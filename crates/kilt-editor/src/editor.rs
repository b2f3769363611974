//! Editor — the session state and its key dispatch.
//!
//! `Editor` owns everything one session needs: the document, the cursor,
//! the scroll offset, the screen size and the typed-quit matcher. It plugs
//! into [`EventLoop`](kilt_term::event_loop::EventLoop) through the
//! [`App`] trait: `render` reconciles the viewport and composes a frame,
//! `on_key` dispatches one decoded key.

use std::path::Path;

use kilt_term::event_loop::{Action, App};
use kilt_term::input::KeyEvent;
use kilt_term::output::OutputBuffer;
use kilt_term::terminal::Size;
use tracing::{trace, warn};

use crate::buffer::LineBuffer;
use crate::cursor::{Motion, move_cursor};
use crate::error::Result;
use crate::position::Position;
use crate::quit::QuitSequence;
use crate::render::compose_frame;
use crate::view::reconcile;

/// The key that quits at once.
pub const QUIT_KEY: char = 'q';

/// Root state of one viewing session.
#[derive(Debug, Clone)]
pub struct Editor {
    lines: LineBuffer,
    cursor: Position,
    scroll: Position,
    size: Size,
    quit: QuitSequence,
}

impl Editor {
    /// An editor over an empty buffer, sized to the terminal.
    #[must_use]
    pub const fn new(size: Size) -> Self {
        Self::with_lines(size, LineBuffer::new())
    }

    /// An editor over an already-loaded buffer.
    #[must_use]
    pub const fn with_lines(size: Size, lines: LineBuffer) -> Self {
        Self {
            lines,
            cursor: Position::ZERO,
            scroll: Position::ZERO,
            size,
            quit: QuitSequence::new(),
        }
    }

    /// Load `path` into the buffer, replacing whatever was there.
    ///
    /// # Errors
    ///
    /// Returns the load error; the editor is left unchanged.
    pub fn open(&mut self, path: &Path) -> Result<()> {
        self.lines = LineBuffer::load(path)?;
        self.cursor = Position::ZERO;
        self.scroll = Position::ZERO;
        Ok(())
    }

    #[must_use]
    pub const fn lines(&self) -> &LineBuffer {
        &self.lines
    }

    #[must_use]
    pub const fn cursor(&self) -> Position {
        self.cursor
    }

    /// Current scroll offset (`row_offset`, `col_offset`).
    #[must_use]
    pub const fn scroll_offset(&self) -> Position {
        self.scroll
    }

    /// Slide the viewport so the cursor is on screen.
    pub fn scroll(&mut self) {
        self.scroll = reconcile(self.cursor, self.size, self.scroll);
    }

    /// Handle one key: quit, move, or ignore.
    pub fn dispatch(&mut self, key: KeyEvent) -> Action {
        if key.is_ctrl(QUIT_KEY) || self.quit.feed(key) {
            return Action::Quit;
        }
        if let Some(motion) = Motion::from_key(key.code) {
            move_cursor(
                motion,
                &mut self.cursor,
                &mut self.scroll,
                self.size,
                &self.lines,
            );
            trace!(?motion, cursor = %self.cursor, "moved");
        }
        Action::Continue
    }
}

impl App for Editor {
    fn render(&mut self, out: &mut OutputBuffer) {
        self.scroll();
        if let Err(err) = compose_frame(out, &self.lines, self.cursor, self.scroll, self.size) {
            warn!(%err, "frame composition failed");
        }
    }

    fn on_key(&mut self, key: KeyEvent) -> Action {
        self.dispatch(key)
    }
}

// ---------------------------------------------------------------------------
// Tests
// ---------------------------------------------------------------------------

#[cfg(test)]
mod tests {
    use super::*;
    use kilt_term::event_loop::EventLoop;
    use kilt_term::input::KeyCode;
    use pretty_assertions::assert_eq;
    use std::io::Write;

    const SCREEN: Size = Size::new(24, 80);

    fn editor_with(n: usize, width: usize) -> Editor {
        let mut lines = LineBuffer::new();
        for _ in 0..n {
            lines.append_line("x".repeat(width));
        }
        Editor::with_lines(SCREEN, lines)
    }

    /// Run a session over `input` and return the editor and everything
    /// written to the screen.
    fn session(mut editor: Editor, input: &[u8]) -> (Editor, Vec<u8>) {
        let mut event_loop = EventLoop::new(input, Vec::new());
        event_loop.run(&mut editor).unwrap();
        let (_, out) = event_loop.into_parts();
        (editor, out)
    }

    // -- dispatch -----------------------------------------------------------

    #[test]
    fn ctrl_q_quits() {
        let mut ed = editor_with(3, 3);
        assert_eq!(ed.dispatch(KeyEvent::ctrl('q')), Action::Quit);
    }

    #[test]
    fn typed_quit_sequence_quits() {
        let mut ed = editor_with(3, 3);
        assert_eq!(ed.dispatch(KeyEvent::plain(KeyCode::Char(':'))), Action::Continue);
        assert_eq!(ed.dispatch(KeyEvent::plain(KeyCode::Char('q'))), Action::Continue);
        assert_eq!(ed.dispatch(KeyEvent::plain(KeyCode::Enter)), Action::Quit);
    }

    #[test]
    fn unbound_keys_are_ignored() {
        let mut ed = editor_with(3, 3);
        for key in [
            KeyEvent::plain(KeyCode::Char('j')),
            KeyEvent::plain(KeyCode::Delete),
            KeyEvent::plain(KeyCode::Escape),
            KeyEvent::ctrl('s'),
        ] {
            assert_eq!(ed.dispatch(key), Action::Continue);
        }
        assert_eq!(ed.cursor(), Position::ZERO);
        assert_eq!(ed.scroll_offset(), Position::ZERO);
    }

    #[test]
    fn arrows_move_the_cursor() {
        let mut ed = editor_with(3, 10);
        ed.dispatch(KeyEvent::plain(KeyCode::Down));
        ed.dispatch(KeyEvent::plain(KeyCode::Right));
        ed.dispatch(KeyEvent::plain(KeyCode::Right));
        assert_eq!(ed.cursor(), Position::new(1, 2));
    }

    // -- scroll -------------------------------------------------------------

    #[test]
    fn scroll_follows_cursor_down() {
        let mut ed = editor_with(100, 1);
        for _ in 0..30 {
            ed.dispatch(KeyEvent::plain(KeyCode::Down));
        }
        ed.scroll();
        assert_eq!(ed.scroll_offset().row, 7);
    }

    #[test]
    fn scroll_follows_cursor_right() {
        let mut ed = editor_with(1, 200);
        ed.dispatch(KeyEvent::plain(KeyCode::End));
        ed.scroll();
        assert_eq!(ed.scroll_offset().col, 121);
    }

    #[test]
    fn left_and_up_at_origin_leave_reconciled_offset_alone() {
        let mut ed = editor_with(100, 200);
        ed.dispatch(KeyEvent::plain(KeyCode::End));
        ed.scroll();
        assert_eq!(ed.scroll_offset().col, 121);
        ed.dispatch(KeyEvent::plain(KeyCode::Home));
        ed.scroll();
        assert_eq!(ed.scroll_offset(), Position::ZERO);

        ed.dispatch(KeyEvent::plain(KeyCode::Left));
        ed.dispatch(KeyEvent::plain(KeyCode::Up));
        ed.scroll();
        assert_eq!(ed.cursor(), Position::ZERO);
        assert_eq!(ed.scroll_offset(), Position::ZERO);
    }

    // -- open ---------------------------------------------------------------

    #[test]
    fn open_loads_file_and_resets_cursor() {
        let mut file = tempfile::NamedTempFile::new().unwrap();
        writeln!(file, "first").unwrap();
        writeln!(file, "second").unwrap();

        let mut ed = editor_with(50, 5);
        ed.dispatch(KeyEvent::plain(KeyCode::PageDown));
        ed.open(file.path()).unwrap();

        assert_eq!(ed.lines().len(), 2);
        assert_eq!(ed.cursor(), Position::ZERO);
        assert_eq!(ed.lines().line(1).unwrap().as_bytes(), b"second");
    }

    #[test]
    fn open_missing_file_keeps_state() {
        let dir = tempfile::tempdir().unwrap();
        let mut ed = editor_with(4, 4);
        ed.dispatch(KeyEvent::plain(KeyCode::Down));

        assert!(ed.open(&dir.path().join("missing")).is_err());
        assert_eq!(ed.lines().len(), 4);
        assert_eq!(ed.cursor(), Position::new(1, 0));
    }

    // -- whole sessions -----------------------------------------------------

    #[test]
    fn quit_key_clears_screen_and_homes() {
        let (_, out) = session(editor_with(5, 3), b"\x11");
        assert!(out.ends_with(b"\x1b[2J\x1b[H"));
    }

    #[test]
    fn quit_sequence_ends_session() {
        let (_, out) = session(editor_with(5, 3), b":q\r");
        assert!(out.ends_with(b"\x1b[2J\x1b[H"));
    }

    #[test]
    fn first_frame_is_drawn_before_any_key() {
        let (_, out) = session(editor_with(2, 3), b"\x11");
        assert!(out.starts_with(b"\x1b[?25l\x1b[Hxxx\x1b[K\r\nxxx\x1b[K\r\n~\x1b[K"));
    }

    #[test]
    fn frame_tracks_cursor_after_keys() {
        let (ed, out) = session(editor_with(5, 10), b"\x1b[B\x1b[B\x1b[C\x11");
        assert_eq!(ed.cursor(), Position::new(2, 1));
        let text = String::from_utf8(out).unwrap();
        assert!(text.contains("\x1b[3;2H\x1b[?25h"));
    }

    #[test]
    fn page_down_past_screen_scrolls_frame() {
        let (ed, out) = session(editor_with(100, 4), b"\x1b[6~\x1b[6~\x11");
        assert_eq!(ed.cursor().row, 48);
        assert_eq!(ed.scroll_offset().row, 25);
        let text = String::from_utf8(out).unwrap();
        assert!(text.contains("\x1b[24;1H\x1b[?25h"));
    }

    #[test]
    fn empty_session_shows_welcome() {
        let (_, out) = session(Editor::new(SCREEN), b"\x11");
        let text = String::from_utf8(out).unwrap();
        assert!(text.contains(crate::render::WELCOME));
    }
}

━━━━━━━━━━

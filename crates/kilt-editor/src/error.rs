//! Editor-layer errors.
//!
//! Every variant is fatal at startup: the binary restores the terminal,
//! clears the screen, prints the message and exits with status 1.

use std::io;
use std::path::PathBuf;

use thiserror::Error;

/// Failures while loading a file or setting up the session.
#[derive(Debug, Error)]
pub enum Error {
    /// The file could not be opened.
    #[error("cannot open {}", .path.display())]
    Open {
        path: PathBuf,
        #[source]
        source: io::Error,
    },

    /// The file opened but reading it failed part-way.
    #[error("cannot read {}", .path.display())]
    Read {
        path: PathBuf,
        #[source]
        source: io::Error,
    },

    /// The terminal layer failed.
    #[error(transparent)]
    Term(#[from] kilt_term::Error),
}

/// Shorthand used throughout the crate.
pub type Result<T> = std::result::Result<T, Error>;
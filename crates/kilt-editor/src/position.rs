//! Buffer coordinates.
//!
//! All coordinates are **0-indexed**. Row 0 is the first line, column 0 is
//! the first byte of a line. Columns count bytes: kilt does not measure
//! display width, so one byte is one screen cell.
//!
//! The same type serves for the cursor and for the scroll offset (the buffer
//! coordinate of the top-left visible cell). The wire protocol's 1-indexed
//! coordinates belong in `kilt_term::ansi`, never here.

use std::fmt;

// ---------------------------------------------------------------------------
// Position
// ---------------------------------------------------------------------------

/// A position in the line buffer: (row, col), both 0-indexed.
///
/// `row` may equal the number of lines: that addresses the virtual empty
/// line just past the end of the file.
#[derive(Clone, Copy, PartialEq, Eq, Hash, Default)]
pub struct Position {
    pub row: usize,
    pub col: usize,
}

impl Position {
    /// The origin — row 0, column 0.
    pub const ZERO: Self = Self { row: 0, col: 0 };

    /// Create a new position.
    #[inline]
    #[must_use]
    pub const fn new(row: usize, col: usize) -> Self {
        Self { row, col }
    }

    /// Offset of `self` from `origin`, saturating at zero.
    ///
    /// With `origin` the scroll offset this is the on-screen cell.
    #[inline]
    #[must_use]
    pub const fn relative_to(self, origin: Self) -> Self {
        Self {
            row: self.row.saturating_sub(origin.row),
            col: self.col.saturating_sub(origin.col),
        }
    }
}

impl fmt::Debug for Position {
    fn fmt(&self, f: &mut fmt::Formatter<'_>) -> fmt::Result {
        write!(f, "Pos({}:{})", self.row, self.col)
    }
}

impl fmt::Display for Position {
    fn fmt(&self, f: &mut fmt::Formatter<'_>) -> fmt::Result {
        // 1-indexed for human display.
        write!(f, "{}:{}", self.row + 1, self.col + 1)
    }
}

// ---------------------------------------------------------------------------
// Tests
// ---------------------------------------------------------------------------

━━━━━━━━━━

EXERCISE DETAILS - From the listing above, copy every line that includes the word "everything".

TASK SOLUTION -
//! `Editor` owns everything one session needs: the document, the cursor,
    /// Run a session over `input` and return the editor and everything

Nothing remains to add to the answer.